* **WHAT YOU ARE ASKED TO DO**
Here are some records. Print all of them exactly.

.....

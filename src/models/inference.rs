//! Classifier boundary and the ONNX-backed implementation

use crate::features::FeatureVector;
use crate::models::loader::{LoadedModel, ModelArtifact, ModelLoader};
use anyhow::{Context, Result};
use ort::memory::Allocator;
use ort::value::{DowncastableTarget, DynMapValueType, DynSequenceValueType};
use std::sync::Mutex;
use tracing::{debug, warn};

/// Opaque fraud scorer.
///
/// Implementations must be deterministic for a fixed model and input, and
/// return the probability of the fraud class. Calls may block.
pub trait Classifier: Send + Sync {
    fn score(&self, features: &FeatureVector) -> Result<f64>;

    /// Identifier of the loaded model generation
    fn model_version(&self) -> &str;
}

/// Classifier backed by an ONNX Runtime session
pub struct OnnxClassifier {
    model: Mutex<LoadedModel>,
    model_version: String,
}

impl OnnxClassifier {
    /// Load the model referenced by a validated artifact
    pub fn from_artifact(artifact: &ModelArtifact, onnx_threads: usize) -> Result<Self> {
        let loader = ModelLoader::with_threads(onnx_threads)?;
        let model = loader.load_model(&artifact.model_path, &artifact.manifest.model_version)?;
        Ok(Self {
            model: Mutex::new(model),
            model_version: artifact.manifest.model_version.clone(),
        })
    }

    fn run_model(&self, model: &mut LoadedModel, features: &[f32]) -> Result<f64> {
        use ort::value::Tensor;

        // [1, num_features]
        let shape = vec![1_i64, features.len() as i64];
        let input_tensor = Tensor::from_array((shape, features.to_vec()))
            .context("Failed to create input tensor")?;

        let outputs = model
            .session
            .run(ort::inputs![&model.input_name => input_tensor])?;

        self.extract_probability(&outputs, &model.output_name, &model.name)
    }

    /// Extract the fraud probability from tensor outputs (XGBoost, random
    /// forest exports) or seq(map) outputs (LightGBM, CatBoost exports).
    fn extract_probability(
        &self,
        outputs: &ort::session::SessionOutputs,
        output_name: &str,
        model_name: &str,
    ) -> Result<f64> {
        if let Some(output) = outputs.get(output_name) {
            if let Some(prob) = self.extract_from_value(&output, model_name) {
                return Ok(prob);
            }
        }

        for (name, output) in outputs.iter() {
            if name.contains("label") {
                continue;
            }
            if let Some(prob) = self.extract_from_value(&output, model_name) {
                debug!(model = %model_name, output = %name, "Probability taken from fallback output");
                return Ok(prob);
            }
        }

        anyhow::bail!("model {model_name} produced no probability output")
    }

    fn extract_from_value(&self, output: &ort::value::DynValue, model_name: &str) -> Option<f64> {
        if let Ok((shape, data)) = output.try_extract_tensor::<f32>() {
            let dims: Vec<i64> = shape.iter().copied().collect();
            return fraud_prob_from_tensor(&dims, data);
        }

        if DynSequenceValueType::can_downcast(&output.dtype()) {
            match self.extract_from_sequence_map(output) {
                Ok(prob) => return Some(prob),
                Err(e) => warn!(model = %model_name, error = %e, "Unreadable seq(map) output"),
            }
        }
        None
    }

    fn extract_from_sequence_map(&self, output: &ort::value::DynValue) -> Result<f64> {
        let allocator = Allocator::default();

        let sequence = output
            .downcast_ref::<DynSequenceValueType>()
            .map_err(|e| anyhow::anyhow!("Failed to downcast to sequence: {}", e))?;

        let maps = sequence.try_extract_sequence::<DynMapValueType>(&allocator)?;
        let first = maps
            .first()
            .ok_or_else(|| anyhow::anyhow!("Empty sequence"))?;
        let kv_pairs = first.try_extract_key_values::<i64, f32>()?;

        if let Some((_, prob)) = kv_pairs.iter().find(|(class_id, _)| *class_id == 1) {
            return Ok(*prob as f64);
        }
        if let Some((_, prob)) = kv_pairs.iter().find(|(class_id, _)| *class_id == 0) {
            return Ok(1.0 - *prob as f64);
        }
        anyhow::bail!("No class probability found in map")
    }
}

impl Classifier for OnnxClassifier {
    fn score(&self, features: &FeatureVector) -> Result<f64> {
        let input = features.to_model_input();
        let mut model = self
            .model
            .lock()
            .map_err(|e| anyhow::anyhow!("Lock error: {}", e))?;
        let prob = self.run_model(&mut model, &input)?;
        debug!(model = %self.model_version, probability = prob, "Model inference complete");
        Ok(prob)
    }

    fn model_version(&self) -> &str {
        &self.model_version
    }
}

/// Pick the fraud-class probability out of a flat tensor.
///
/// `[batch, classes]` and `[classes]` shapes use class index 1; single-column
/// outputs are already the fraud probability.
fn fraud_prob_from_tensor(dims: &[i64], data: &[f32]) -> Option<f64> {
    let classes = match dims {
        [_, classes] | [classes] => *classes,
        _ => return data.last().map(|&v| v as f64),
    };
    match classes {
        c if c >= 2 => data.get(1).map(|&v| v as f64),
        1 => data.first().map(|&v| v as f64),
        _ => None,
    }
}
//! Batch and online execution modes.
//!
//! Both drive the same `UserState::record` and `FeatureBuilder::build`, so a
//! history replayed in batch yields the same features the online path
//! computed as each transaction arrived, provided each user's transactions
//! reach the online runner in order. `ShardedScorer` guarantees that.

pub mod batch;
pub mod online;
pub mod shard;

pub use batch::{read_transactions, write_featured, BatchRunner, FeaturedRow};
pub use online::{OnlineRunner, ScoringOutcome};
pub use shard::{ScoredMessage, ShardedScorer};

.....

* **PROBLEM SOLUTION**
filename src/models/inference.rs
//! Classifier boundary and the ONNX-backed implementation

use crate::features::FeatureVector;
use crate::models::loader::{LoadedModel, ModelArtifact, ModelLoader};
use anyhow::{Context, Result};
use ort::memory::Allocator;
use ort::value::{DowncastableTarget, DynMapValueType, DynSequenceValueType};
use std::sync::Mutex;
use tracing::{debug, warn};

/// Opaque fraud scorer.
///
/// Implementations must be deterministic for a fixed model and input, and
/// return the probability of the fraud class. Calls may block.
pub trait Classifier: Send + Sync {
    fn score(&self, features: &FeatureVector) -> Result<f64>;

    /// Identifier of the loaded model generation
    fn model_version(&self) -> &str;
}

/// Classifier backed by an ONNX Runtime session
pub struct OnnxClassifier {
    model: Mutex<LoadedModel>,
    model_version: String,
}

impl OnnxClassifier {
    /// Load the model referenced by a validated artifact
    pub fn from_artifact(artifact: &ModelArtifact, onnx_threads: usize) -> Result<Self> {
        let loader = ModelLoader::with_threads(onnx_threads)?;
        let model = loader.load_model(&artifact.model_path, &artifact.manifest.model_version)?;
        Ok(Self {
            model: Mutex::new(model),
            model_version: artifact.manifest.model_version.clone(),
        })
    }

    fn run_model(&self, model: &mut LoadedModel, features: &[f32]) -> Result<f64> {
        use ort::value::Tensor;

        // [1, num_features]
        let shape = vec![1_i64, features.len() as i64];
        let input_tensor = Tensor::from_array((shape, features.to_vec()))
            .context("Failed to create input tensor")?;

        let outputs = model
            .session
            .run(ort::inputs![&model.input_name => input_tensor])?;

        self.extract_probability(&outputs, &model.output_name, &model.name)
    }

    /// Extract the fraud probability from tensor outputs (XGBoost, random
    /// forest exports) or seq(map) outputs (LightGBM, CatBoost exports).
    fn extract_probability(
        &self,
        outputs: &ort::session::SessionOutputs,
        output_name: &str,
        model_name: &str,
    ) -> Result<f64> {
        if let Some(output) = outputs.get(output_name) {
            if let Some(prob) = self.extract_from_value(&output, model_name) {
                return Ok(prob);
            }
        }

        for (name, output) in outputs.iter() {
            if name.contains("label") {
                continue;
            }
            if let Some(prob) = self.extract_from_value(&output, model_name) {
                debug!(model = %model_name, output = %name, "Probability taken from fallback output");
                return Ok(prob);
            }
        }

        anyhow::bail!("model {model_name} produced no probability output")
    }

    fn extract_from_value(&self, output: &ort::value::DynValue, model_name: &str) -> Option<f64> {
        if let Ok((shape, data)) = output.try_extract_tensor::<f32>() {
            let dims: Vec<i64> = shape.iter().copied().collect();
            return fraud_prob_from_tensor(&dims, data);
        }

        if DynSequenceValueType::can_downcast(&output.dtype()) {
            match self.extract_from_sequence_map(output) {
                Ok(prob) => return Some(prob),
                Err(e) => warn!(model = %model_name, error = %e, "Unreadable seq(map) output"),
            }
        }
        None
    }

    fn extract_from_sequence_map(&self, output: &ort::value::DynValue) -> Result<f64> {
        let allocator = Allocator::default();

        let sequence = output
            .downcast_ref::<DynSequenceValueType>()
            .map_err(|e| anyhow::anyhow!("Failed to downcast to sequence: {}", e))?;

        let maps = sequence.try_extract_sequence::<DynMapValueType>(&allocator)?;
        let first = maps
            .first()
            .ok_or_else(|| anyhow::anyhow!("Empty sequence"))?;
        let kv_pairs = first.try_extract_key_values::<i64, f32>()?;

        if let Some((_, prob)) = kv_pairs.iter().find(|(class_id, _)| *class_id == 1) {
            return Ok(*prob as f64);
        }
        if let Some((_, prob)) = kv_pairs.iter().find(|(class_id, _)| *class_id == 0) {
            return Ok(1.0 - *prob as f64);
        }
        anyhow::bail!("No class probability found in map")
    }
}

impl Classifier for OnnxClassifier {
    fn score(&self, features: &FeatureVector) -> Result<f64> {
        let input = features.to_model_input();
        let mut model = self
            .model
            .lock()
            .map_err(|e| anyhow::anyhow!("Lock error: {}", e))?;
        let prob = self.run_model(&mut model, &input)?;
        debug!(model = %self.model_version, probability = prob, "Model inference complete");
        Ok(prob)
    }

    fn model_version(&self) -> &str {
        &self.model_version
    }
}

/// Pick the fraud-class probability out of a flat tensor.
///
/// `[batch, classes]` and `[classes]` shapes use class index 1; single-column
/// outputs are already the fraud probability.
fn fraud_prob_from_tensor(dims: &[i64], data: &[f32]) -> Option<f64> {
    let classes = match dims {
        [_, classes] | [classes] => *classes,
        _ => return data.last().map(|&v| v as f64),
    };
    match classes {
        c if c >= 2 => data.get(1).map(|&v| v as f64),
        1 => data.first().map(|&v| v as f64),
        _ => None,
    }
}
//! Batch and online execution modes.
//!
//! Both drive the same `UserState::record` and `FeatureBuilder::build`, so a
//! history replayed in batch yields the same features the online path
//! computed as each transaction arrived, provided each user's transactions
//! reach the online runner in order. `ShardedScorer` guarantees that.

pub mod batch;
pub mod online;
pub mod shard;

pub use batch::{read_transactions, write_featured, BatchRunner, FeaturedRow};
pub use online::{OnlineRunner, ScoringOutcome};
pub use shard::{ScoredMessage, ShardedScorer};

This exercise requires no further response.